15. July 2025

ASCG comments on the EFRAG Discussion Paper “The Statement of Cash Flows – Objectives, Usages and Issues”

On 14 July 2025, the Accounting Standards Committee of Germany (ASCG) submitted its comment letter on the EFRAG Discussion Paper “The Statement of Cash Flows – Objectives, Usages and Issues” to EFRAG. The main objective of EFRAG’s project on the statement of cash flows is to list the issues that currently exist for statements of cash flows prepared in accordance with IAS 7, thereby contributing to the IASB’s research project “Statement of Cash Flows and Related Matters”.

The Financial Reporting Technical Committee (FR TC) of the ASCG welcomes the discussion paper but notes that a more focused approach—with fewer topics and clearer prioritization—might have resulted in a more concise and manageable discussion basis.

In its comment letter, the FR TC emphasizes that the statement of cash flows under IAS 7 is fundamentally functional and does not require a comprehensive review. Therefore, the ASCG recommends that the International Accounting Standards Board (IASB) consider targeted improvements only where users perceive actual information gaps.

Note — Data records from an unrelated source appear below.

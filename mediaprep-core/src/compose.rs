pub(crate) mod icon;
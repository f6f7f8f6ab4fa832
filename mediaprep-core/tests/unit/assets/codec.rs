use std::{io::Cursor, path::PathBuf};

use super::*;

fn scratch(name: &str) -> PathBuf {
    let dir = PathBuf::from("target").join("unit_codec").join(name);
    let _ = std::fs::remove_dir_all(&dir);
    std::fs::create_dir_all(&dir).unwrap();
    dir
}

#[test]
fn decode_converts_rgb_png_to_opaque_rgba() {
    let img = image::RgbImage::from_raw(2, 1, vec![10, 20, 30, 40, 50, 60]).unwrap();
    let mut bytes = Vec::new();
    image::DynamicImage::ImageRgb8(img)
        .write_to(&mut Cursor::new(&mut bytes), image::ImageFormat::Png)
        .unwrap();

    let buf = decode_rgba(&bytes).unwrap();
    assert_eq!(buf.dimensions(), (2, 1));
    assert_eq!(buf.as_raw(), &[10, 20, 30, 255, 40, 50, 60, 255]);
}

#[test]
fn save_then_load_preserves_alpha() {
    let dir = scratch("save_load");
    let path = dir.join("nested").join("out.png");
    let buf = PixelBuffer::from_pixels(2, 1, &[[255, 255, 255, 0], [1, 2, 3, 200]]).unwrap();

    save_png(&buf, &path).unwrap();
    assert_eq!(load_rgba(&path).unwrap(), buf);
}

#[test]
fn missing_file_reports_not_found() {
    let err = load_rgba(Path::new("target/unit_codec/definitely-missing.png")).unwrap_err();
    assert!(err.is_not_found());
}

#[test]
fn corrupt_file_reports_decode_error() {
    let dir = scratch("corrupt");
    let path = dir.join("broken.png");
    std::fs::write(&path, b"not a png").unwrap();

    let err = load_rgba(&path).unwrap_err();
    assert!(matches!(err, MediaprepError::Other(_)));
    assert!(err.to_string().contains("broken.png"));
}
use std::path::PathBuf;

use super::*;

const HALF_SECOND: &str = "#EXTM3U
#EXT-X-VERSION:3
#EXT-X-TARGETDURATION:1
#EXT-X-MEDIA-SEQUENCE:0
#EXTINF:0.500000,
segment_000.ts
#EXTINF:0.480000,
segment_001.ts
#EXT-X-ENDLIST
";

#[test]
fn max_duration_scans_extinf_lines() {
    assert_eq!(max_segment_duration(HALF_SECOND), Some(0.5));
    assert_eq!(max_segment_duration("#EXTM3U\n"), None);
    assert_eq!(
        max_segment_duration("#EXTINF:abc,\n#EXTINF:0.25,title\n"),
        Some(0.25)
    );
}

#[test]
fn half_second_segments_keep_target_of_one() {
    let rewrite = rewrite_target_duration(HALF_SECOND).unwrap();
    assert_eq!(rewrite.target_duration, 1);
    assert!(rewrite.text.contains("\n#EXT-X-TARGETDURATION:1\n"));
    assert_eq!(rewrite.text, HALF_SECOND);
}

#[test]
fn long_segment_rounds_target_up() {
    let manifest = HALF_SECOND.replace("#EXTINF:0.480000,", "#EXTINF:1.200000,");
    let rewrite = rewrite_target_duration(&manifest).unwrap();
    assert_eq!(rewrite.max_segment_secs, 1.2);
    assert_eq!(rewrite.target_duration, 2);
    assert!(rewrite.text.contains("#EXT-X-TARGETDURATION:2\n"));
    assert!(!rewrite.text.contains("#EXT-X-TARGETDURATION:1\n"));
}

#[test]
fn rewrite_is_idempotent() {
    let manifest = HALF_SECOND.replace("#EXT-X-TARGETDURATION:1", "#EXT-X-TARGETDURATION:7");
    let once = rewrite_target_duration(&manifest).unwrap().text;
    let twice = rewrite_target_duration(&once).unwrap().text;
    assert_eq!(once, twice);
}

#[test]
fn manifests_without_positive_segments_are_left_alone() {
    assert!(rewrite_target_duration("#EXTM3U\n#EXT-X-TARGETDURATION:4\n").is_none());
    assert!(rewrite_target_duration("#EXTM3U\n#EXTINF:0.0,\na.ts\n").is_none());
}

#[test]
fn target_never_drops_below_one() {
    assert_eq!(target_duration_for(0.01), 1);
    assert_eq!(target_duration_for(2.0), 2);
    assert_eq!(target_duration_for(2.0001), 3);
}

#[test]
fn fix_on_disk_rewrites_and_reports() {
    let dir = PathBuf::from("target").join("unit_hls");
    std::fs::create_dir_all(&dir).unwrap();
    let path = dir.join("playlist.m3u8");
    std::fs::write(
        &path,
        HALF_SECOND.replace("#EXTINF:0.480000,", "#EXTINF:1.200000,"),
    )
    .unwrap();

    assert_eq!(fix_target_duration(&path).unwrap(), Some(2));
    let text = std::fs::read_to_string(&path).unwrap();
    assert!(text.contains("#EXT-X-TARGETDURATION:2"));
}

#[test]
fn fix_reports_missing_and_malformed_manifests() {
    let dir = PathBuf::from("target").join("unit_hls");
    std::fs::create_dir_all(&dir).unwrap();

    assert!(
        fix_target_duration(&dir.join("absent.m3u8"))
            .unwrap_err()
            .is_not_found()
    );

    let bogus = dir.join("bogus.m3u8");
    std::fs::write(&bogus, "hello\n").unwrap();
    assert!(matches!(
        fix_target_duration(&bogus).unwrap_err(),
        MediaprepError::Manifest(_)
    ));
}
use std::path::Path;

use anyhow::Context as _;

use crate::foundation::error::{MediaprepError, MediaprepResult};

const EXTINF: &str = "#EXTINF:";
const TARGET_DURATION: &str = "#EXT-X-TARGETDURATION:";

/// Result of normalizing `#EXT-X-TARGETDURATION`.
#[derive(Clone, Debug, PartialEq)]
pub struct ManifestRewrite {
    pub max_segment_secs: f64,
    pub target_duration: u64,
    pub text: String,
}

/// Longest `#EXTINF` duration. Unparsable entries are skipped.
pub fn max_segment_duration(manifest: &str) -> Option<f64> {
    manifest
        .lines()
        .filter_map(|line| line.strip_prefix(EXTINF))
        .filter_map(|rest| rest.split(',').next()?.trim().parse::<f64>().ok())
        .filter(|d| d.is_finite())
        .reduce(f64::max)
}

/// Smallest whole second covering every segment, never below 1.
pub fn target_duration_for(max_segment_secs: f64) -> u64 {
    (max_segment_secs.ceil() as u64).max(1)
}

/// Rewrite every target-duration line to the ceiling of the longest segment.
///
/// Returns `None` when no positive segment duration is present. The output is
/// newline-joined with a trailing newline, so applying it again is a no-op.
pub fn rewrite_target_duration(manifest: &str) -> Option<ManifestRewrite> {
    let max_segment_secs = max_segment_duration(manifest).filter(|d| *d > 0.0)?;
    let target_duration = target_duration_for(max_segment_secs);

    let mut text = String::with_capacity(manifest.len() + 4);
    for line in manifest.lines() {
        if line.starts_with(TARGET_DURATION) {
            text.push_str(TARGET_DURATION);
            text.push_str(&target_duration.to_string());
        } else {
            text.push_str(line);
        }
        text.push('\n');
    }

    Some(ManifestRewrite {
        max_segment_secs,
        target_duration,
        text,
    })
}

/// Apply [`rewrite_target_duration`] to a manifest on disk.
///
/// Returns the new target duration, or `None` when the file was left alone.
pub fn fix_target_duration(path: &Path) -> MediaprepResult<Option<u64>> {
    if !path.is_file() {
        return Err(MediaprepError::not_found(path));
    }
    let manifest = std::fs::read_to_string(path)
        .with_context(|| format!("read manifest '{}'", path.display()))?;
    if !manifest.trim_start().starts_with("#EXTM3U") {
        return Err(MediaprepError::manifest(format!(
            "'{}' is missing the #EXTM3U header",
            path.display()
        )));
    }

    let Some(rewrite) = rewrite_target_duration(&manifest) else {
        return Ok(None);
    };
    std::fs::write(path, &rewrite.text)
        .with_context(|| format!("write manifest '{}'", path.display()))?;
    Ok(Some(rewrite.target_duration))
}

#[cfg(test)]
#[path = "../../tests/unit/encode/hls.rs"]
mod tests;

Key positions of the ASCG’s comment letter:

  • Do not aim for full coherence with other primary financial statements—particularly the statement of profit or loss.
  • The statement of cash flows should focus on actual changes in cash and cash equivalents. Including cash flows of agents or hypothetical/non-cash transactions would fundamentally change the statement’s core purpose.
  • Maintain the current definitions of cash and cash equivalents.
  • Do not standardize performance metrics such as Free Cash Flow (FCF), net debt, or working capital.
  • Preserve both the direct and indirect methods for presenting operating cash flows
  • Support the disaggregated presentation of dividends to controlling and non-controlling interests, as this enhances transparency around group-level liquidity outflows.
  • For financial institutions, despite doubts regarding the usefulness of the statement of cash flows, the FR TC supports retaining the current requirements—especially considering the practical implementation challenges that would result from eliminating them.

The comment letter aims to contribute to the targeted further development of the statement of cash flows but deliberately rejects a fundamental redesign of the existing structure.